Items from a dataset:
........
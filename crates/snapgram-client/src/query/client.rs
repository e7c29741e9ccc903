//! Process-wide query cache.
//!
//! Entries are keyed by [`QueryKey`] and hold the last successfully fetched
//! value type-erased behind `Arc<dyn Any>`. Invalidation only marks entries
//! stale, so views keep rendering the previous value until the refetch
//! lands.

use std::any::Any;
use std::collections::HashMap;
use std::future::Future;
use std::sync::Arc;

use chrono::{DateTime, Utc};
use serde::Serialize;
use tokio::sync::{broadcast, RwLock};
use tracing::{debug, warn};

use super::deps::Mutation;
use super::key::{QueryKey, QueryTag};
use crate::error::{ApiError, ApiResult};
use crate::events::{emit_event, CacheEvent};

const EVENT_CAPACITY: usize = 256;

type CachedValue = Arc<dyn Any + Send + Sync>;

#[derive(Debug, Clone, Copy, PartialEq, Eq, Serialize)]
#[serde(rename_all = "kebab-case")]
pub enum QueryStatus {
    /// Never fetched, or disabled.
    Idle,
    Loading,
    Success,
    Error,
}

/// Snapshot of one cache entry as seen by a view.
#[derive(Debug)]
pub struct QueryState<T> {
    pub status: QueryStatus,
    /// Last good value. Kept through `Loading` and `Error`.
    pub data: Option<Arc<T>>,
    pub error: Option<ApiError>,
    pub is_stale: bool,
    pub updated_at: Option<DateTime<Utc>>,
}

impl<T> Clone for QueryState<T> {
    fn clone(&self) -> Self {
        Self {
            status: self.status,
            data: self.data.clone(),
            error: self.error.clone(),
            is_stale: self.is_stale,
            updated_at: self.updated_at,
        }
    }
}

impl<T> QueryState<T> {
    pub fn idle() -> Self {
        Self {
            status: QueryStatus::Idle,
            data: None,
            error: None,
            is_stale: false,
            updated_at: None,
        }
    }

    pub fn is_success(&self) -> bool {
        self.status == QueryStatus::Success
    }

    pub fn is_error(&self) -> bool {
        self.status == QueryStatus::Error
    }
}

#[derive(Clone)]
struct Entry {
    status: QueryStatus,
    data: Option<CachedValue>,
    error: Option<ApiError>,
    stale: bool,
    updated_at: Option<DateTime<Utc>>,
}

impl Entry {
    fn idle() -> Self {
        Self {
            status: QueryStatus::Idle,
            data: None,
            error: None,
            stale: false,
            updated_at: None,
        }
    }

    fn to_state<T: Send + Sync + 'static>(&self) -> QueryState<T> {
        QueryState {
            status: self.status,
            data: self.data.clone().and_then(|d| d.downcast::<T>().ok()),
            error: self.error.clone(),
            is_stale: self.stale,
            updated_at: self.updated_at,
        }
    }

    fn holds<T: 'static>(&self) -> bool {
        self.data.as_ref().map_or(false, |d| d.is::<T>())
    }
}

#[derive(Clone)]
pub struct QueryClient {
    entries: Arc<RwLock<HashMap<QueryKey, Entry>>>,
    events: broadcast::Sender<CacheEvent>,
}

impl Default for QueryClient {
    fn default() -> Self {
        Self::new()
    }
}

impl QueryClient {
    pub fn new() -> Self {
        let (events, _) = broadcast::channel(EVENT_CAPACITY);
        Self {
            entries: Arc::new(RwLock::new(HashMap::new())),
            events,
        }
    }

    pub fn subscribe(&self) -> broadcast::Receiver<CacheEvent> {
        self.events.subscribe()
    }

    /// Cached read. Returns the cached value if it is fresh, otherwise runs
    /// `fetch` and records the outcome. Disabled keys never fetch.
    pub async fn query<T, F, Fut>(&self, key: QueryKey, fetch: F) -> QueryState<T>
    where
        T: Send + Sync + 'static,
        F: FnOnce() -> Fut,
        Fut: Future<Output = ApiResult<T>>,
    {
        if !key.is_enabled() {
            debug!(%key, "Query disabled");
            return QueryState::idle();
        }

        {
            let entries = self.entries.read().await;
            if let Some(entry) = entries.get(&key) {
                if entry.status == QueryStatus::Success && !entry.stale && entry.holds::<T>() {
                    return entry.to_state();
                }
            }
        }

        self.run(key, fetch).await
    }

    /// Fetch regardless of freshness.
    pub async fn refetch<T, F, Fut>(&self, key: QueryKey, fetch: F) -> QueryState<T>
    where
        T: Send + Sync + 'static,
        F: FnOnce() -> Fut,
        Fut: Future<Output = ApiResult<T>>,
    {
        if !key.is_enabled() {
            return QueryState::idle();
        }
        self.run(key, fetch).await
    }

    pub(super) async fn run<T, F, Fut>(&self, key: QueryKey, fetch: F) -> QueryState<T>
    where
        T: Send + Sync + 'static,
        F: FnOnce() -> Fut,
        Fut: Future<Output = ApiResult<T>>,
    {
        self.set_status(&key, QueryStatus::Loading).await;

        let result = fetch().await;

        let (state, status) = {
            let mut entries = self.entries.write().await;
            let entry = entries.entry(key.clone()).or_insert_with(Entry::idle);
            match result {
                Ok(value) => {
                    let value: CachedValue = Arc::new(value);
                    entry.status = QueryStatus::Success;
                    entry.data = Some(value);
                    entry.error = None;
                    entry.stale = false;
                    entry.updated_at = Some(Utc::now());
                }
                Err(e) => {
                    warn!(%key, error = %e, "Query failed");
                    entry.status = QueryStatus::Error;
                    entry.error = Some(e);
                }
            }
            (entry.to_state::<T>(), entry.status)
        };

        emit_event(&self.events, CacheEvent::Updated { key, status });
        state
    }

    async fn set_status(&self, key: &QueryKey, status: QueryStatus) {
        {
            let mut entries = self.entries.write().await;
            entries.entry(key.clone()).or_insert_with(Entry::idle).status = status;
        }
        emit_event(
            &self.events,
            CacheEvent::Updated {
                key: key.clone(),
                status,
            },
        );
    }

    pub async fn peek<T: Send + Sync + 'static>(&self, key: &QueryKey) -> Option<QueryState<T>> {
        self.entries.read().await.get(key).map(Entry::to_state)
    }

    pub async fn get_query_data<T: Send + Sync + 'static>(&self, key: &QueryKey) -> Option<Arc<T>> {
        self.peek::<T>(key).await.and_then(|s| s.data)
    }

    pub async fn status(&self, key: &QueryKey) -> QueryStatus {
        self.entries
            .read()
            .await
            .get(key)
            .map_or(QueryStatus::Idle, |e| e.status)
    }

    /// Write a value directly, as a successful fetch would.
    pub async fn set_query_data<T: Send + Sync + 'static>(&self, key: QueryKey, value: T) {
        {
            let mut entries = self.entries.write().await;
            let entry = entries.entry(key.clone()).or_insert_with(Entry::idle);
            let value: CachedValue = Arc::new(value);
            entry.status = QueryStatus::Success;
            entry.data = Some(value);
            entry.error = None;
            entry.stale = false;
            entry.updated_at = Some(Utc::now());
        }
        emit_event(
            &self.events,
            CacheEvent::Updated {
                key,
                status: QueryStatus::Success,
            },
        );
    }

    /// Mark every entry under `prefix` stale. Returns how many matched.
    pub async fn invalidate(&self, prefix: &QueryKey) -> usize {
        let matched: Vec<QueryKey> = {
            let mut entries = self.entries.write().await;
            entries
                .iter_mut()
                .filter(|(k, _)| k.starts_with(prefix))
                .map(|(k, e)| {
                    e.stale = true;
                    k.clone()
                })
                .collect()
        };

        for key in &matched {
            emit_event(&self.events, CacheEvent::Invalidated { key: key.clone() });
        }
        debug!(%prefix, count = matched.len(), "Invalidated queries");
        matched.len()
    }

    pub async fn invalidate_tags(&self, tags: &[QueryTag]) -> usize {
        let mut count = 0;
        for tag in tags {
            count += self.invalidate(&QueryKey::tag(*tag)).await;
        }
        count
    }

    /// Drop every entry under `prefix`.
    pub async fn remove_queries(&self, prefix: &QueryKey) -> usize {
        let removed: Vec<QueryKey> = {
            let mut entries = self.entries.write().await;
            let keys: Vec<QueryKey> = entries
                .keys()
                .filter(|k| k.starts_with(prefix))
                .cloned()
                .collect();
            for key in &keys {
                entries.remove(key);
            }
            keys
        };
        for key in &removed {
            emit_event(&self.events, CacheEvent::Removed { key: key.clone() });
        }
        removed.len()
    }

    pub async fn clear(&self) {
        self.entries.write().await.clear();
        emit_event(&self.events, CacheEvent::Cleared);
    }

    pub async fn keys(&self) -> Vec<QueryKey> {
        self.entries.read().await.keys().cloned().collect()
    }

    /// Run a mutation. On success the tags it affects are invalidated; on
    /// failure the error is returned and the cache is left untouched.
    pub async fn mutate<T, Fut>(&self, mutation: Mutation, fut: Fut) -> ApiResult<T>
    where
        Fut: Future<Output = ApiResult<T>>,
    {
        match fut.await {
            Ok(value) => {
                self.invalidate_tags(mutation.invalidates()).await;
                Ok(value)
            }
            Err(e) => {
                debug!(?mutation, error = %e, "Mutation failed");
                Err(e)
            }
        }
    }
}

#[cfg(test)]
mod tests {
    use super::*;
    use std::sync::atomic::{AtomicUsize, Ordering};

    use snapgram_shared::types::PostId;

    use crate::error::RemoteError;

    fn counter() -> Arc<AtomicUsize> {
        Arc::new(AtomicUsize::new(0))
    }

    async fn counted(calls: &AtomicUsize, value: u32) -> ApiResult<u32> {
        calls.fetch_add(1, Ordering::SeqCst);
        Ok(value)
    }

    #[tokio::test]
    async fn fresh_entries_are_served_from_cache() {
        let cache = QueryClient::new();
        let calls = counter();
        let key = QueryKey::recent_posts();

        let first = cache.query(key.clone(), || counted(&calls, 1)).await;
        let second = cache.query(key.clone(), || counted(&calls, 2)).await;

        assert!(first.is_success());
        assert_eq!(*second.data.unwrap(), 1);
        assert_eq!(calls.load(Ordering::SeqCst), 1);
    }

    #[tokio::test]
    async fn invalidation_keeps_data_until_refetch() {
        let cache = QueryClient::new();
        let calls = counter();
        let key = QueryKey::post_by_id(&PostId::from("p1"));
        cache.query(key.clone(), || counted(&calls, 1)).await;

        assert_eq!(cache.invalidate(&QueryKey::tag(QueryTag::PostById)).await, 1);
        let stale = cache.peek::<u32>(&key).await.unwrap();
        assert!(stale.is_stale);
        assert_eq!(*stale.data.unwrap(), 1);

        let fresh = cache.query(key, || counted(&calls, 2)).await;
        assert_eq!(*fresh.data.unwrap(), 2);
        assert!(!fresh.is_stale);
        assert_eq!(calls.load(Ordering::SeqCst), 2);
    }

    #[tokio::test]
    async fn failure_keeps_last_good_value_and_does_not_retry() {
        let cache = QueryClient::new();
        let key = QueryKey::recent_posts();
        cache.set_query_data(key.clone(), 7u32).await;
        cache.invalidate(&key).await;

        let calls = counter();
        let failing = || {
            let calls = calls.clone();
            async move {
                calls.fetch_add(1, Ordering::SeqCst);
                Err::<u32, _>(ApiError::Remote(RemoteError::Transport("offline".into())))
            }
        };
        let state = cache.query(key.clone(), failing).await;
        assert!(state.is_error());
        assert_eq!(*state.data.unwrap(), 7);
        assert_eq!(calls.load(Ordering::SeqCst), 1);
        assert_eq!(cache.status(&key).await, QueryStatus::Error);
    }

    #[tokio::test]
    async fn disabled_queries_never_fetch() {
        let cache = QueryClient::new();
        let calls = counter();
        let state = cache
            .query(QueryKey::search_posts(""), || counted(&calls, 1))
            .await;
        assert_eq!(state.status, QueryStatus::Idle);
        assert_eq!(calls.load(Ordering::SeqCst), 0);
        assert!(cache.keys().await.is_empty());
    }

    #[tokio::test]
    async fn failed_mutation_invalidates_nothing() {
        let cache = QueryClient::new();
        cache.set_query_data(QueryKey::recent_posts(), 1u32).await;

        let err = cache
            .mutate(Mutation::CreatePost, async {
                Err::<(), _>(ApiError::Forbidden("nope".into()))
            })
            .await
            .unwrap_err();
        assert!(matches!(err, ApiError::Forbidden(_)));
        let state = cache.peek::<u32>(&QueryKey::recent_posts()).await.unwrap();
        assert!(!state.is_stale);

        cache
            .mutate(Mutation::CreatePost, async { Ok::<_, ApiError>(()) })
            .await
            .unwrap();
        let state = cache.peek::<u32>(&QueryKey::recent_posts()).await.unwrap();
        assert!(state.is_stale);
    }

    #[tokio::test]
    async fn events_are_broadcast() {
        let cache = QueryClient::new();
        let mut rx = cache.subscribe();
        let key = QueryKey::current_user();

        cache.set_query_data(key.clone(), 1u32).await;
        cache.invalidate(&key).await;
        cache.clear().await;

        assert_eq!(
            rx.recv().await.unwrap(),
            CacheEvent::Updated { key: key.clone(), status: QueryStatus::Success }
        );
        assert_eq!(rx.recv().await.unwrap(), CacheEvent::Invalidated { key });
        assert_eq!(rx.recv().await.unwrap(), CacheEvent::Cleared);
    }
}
........
> [Work instructions]
Return every line from the entries above that includes the word "HashMap".

> [The completed task]
use std::collections::HashMap;
    entries: Arc<RwLock<HashMap<QueryKey, Entry>>>,
            entries: Arc::new(RwLock::new(HashMap::new())),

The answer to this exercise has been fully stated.